Collected data entries:
--------------------
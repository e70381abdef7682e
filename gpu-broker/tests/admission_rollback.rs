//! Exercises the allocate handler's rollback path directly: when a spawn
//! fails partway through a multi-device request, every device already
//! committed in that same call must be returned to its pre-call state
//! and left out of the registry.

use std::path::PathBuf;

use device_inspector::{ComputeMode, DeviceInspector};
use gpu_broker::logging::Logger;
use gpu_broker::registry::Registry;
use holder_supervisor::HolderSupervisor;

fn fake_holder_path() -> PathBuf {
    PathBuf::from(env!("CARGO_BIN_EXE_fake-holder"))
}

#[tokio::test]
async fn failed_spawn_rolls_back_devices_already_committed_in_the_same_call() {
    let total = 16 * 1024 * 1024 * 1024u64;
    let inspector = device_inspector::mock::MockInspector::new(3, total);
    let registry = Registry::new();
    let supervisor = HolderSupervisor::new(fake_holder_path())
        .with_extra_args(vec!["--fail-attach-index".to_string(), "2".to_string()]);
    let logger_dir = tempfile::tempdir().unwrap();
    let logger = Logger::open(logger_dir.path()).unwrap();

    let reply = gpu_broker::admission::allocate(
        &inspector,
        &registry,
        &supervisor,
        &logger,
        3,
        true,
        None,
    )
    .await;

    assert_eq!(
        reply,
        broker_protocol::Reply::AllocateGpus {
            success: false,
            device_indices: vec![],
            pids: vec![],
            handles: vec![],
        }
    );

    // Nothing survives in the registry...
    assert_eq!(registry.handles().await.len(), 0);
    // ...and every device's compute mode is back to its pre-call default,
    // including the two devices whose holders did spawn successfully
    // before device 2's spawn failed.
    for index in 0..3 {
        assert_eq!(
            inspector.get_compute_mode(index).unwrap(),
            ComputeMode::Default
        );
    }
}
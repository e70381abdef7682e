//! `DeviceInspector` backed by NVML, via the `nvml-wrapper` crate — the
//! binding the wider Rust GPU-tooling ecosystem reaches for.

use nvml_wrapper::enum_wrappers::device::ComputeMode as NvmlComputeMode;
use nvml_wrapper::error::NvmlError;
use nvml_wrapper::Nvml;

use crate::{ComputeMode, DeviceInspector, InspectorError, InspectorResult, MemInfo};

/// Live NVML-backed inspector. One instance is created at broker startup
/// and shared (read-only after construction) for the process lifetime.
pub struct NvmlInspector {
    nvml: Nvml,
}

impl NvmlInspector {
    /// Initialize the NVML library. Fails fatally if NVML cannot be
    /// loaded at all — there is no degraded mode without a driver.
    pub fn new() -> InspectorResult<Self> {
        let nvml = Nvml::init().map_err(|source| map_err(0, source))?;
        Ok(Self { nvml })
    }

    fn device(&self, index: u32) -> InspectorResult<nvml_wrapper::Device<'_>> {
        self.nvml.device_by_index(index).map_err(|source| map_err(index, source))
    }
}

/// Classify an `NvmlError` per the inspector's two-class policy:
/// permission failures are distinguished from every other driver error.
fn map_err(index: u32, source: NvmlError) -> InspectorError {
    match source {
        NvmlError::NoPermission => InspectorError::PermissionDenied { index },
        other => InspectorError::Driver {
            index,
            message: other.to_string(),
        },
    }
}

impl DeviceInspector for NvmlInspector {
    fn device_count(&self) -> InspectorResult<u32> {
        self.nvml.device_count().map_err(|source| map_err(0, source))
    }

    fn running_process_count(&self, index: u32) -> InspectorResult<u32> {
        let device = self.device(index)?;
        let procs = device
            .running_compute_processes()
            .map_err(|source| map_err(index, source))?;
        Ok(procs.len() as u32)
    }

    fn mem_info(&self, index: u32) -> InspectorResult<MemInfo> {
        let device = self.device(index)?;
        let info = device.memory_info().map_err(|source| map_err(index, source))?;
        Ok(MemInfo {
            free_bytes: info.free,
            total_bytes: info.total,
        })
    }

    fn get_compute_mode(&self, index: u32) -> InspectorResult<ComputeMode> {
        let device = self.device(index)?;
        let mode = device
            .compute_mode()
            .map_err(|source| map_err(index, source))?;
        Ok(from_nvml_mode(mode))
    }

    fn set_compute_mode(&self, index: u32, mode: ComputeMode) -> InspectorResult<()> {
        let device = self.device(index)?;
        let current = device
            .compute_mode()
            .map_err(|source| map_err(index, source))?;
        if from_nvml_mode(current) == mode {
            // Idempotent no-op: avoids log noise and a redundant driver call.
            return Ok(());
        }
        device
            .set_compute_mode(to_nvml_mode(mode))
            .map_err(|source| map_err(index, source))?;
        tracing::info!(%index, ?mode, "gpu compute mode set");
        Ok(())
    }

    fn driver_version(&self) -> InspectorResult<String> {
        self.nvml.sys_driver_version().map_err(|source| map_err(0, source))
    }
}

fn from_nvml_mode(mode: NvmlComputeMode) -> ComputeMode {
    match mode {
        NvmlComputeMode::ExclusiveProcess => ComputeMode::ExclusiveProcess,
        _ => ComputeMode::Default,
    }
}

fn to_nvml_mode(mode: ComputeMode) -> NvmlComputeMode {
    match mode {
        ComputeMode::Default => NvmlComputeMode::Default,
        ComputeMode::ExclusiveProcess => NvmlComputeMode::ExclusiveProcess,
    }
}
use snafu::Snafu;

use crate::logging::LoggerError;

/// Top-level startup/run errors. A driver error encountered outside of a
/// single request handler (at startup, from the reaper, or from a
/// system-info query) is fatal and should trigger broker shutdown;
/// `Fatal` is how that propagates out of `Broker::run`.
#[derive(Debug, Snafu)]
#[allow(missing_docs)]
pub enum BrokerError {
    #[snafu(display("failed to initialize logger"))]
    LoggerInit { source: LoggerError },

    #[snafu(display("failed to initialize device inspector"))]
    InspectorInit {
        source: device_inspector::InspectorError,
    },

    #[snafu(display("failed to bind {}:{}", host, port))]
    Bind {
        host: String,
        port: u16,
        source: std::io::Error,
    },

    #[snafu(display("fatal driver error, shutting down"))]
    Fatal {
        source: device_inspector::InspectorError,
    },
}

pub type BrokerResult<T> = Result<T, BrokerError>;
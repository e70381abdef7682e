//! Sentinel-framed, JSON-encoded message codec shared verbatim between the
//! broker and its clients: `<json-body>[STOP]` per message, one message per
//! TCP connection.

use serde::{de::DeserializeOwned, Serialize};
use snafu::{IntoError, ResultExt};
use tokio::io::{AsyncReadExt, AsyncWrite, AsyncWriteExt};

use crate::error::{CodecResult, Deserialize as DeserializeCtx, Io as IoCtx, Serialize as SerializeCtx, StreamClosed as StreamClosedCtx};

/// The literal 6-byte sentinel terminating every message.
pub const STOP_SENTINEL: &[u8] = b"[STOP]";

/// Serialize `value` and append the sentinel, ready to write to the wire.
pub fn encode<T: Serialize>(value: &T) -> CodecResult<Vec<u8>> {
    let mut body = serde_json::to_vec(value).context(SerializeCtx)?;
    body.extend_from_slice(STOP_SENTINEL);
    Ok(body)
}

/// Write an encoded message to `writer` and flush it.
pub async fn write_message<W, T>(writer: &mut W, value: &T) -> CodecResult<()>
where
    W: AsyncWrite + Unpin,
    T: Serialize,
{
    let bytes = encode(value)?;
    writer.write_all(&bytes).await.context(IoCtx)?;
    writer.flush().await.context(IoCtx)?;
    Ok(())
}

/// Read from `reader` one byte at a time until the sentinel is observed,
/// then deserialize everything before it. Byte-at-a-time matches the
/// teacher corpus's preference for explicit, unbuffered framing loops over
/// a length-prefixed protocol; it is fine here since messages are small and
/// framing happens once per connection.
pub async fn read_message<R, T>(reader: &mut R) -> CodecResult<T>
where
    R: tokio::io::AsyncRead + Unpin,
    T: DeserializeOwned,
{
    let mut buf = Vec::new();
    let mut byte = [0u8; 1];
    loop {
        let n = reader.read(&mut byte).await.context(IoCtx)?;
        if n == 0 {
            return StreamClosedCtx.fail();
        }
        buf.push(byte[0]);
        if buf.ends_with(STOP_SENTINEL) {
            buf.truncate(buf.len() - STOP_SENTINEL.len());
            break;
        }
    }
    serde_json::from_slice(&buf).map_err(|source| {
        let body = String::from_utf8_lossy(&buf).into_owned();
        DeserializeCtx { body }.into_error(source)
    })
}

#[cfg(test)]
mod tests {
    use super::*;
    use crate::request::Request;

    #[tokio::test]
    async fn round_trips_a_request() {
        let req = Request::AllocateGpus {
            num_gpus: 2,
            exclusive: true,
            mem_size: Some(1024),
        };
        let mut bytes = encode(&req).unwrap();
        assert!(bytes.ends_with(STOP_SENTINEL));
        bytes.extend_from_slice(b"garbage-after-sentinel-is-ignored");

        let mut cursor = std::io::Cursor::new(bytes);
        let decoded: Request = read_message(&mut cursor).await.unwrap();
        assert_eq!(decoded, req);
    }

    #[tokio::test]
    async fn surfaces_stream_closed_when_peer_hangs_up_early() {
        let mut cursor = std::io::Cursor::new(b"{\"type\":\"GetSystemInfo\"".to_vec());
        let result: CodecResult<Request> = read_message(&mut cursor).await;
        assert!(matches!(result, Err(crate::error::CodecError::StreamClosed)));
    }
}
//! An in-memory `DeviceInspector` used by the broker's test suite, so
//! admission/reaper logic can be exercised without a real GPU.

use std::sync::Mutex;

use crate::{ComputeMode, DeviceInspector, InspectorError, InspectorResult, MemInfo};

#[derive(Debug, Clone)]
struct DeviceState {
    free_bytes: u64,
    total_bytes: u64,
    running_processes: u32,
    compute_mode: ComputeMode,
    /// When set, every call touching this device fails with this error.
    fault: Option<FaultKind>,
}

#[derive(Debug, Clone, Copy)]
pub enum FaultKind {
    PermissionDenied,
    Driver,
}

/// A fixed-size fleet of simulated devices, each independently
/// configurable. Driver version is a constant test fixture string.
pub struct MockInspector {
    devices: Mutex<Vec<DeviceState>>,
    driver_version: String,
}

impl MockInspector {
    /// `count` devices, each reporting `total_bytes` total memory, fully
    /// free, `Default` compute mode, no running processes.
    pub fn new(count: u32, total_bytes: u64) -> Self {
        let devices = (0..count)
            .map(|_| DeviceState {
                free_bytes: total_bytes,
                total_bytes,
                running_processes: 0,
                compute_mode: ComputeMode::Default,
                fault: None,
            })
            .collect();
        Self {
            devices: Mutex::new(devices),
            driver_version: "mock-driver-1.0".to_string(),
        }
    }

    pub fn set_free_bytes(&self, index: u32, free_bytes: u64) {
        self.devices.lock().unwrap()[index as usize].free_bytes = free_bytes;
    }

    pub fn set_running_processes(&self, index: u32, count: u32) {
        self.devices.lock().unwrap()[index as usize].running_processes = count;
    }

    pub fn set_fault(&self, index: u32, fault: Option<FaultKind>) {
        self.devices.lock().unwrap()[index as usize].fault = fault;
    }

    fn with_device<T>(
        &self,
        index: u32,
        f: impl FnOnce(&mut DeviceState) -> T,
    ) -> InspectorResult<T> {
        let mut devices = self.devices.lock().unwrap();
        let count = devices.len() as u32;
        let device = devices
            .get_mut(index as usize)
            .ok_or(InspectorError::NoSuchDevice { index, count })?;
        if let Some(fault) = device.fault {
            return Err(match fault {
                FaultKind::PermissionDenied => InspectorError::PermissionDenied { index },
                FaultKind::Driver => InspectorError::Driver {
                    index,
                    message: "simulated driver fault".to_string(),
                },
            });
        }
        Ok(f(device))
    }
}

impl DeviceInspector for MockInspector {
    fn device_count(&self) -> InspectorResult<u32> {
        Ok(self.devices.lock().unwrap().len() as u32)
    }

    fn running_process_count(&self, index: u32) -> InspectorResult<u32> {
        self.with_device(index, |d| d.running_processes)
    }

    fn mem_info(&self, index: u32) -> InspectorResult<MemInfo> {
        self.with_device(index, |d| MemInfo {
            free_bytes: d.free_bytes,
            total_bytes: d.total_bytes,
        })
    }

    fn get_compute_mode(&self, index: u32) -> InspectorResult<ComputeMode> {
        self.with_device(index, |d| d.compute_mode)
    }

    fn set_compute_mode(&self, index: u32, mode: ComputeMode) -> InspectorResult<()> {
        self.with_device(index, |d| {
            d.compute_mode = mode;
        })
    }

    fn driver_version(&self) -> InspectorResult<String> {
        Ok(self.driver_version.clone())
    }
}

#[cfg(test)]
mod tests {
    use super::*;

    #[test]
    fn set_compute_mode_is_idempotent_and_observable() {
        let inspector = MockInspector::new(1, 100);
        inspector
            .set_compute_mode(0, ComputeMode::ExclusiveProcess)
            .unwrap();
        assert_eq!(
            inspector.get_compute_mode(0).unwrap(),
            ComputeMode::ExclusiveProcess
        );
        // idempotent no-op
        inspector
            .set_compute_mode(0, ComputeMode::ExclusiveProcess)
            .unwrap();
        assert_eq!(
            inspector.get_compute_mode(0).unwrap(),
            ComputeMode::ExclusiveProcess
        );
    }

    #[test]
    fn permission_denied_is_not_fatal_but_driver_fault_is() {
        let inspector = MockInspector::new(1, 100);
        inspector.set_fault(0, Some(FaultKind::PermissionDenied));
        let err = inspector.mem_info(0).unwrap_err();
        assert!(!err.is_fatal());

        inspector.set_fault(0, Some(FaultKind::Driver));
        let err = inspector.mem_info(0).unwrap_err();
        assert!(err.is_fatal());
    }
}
--------------------
ASSIGNMENT:
Print only these lines, please. They run from the start of the entries above to the line containing "every device already", both ends included, and must match exactly.

EXERCISE ANSWER:
repository e70381abdef7682e
filename gpu-broker/tests/admission_rollback.rs
//! Exercises the allocate handler's rollback path directly: when a spawn
//! fails partway through a multi-device request, every device already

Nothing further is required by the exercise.